● **Data shown**:

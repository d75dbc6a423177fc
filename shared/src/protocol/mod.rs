//! Wire protocol definitions
//!
//! This module defines the protocol spoken between the sampling daemon and
//! its clients: newline-terminated ASCII command lines, plus length-prefixed
//! binary frames for the payload and trace blobs.

pub mod frame;
pub mod wire;

/// A recognized command line.
///
/// Commands are case-sensitive ASCII, one per line. Anything else is a
/// protocol violation the daemon logs and tolerates.
#[derive(Debug, Clone, Copy, PartialEq, Eq)]
pub enum Command {
    /// Liveness check; the receiver echoes the literal line back.
    Ping,
    /// One serialized payload frame follows immediately.
    Payload,
    /// Begin the sampling session for the pending payload.
    Start,
    /// End the running sampling session (only meaningful mid-session).
    Stop,
    /// Shut the daemon down.
    Exit,
}

impl Command {
    /// Parse a raw line as read from the stream (trailing `\n`/`\r\n` allowed).
    pub fn parse(line: &str) -> Option<Command> {
        match strip_line_ending(line) {
            "ping" => Some(Command::Ping),
            "payload" => Some(Command::Payload),
            "start" => Some(Command::Start),
            "stop" => Some(Command::Stop),
            "exit" => Some(Command::Exit),
            _ => None,
        }
    }

    pub fn as_str(&self) -> &'static str {
        match self {
            Command::Ping => "ping",
            Command::Payload => "payload",
            Command::Start => "start",
            Command::Stop => "stop",
            Command::Exit => "exit",
        }
    }
}

/// Strip one trailing line ending, leaving the command text untouched.
pub fn strip_line_ending(line: &str) -> &str {
    line.strip_suffix('\n')
        .map(|l| l.strip_suffix('\r').unwrap_or(l))
        .unwrap_or(line)
}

● **Requirement**: Of the records above, copy each line that includes "session".

● **Task response**:
    /// Begin the sampling session for the pending payload.
    /// End the running sampling session (only meaningful mid-session).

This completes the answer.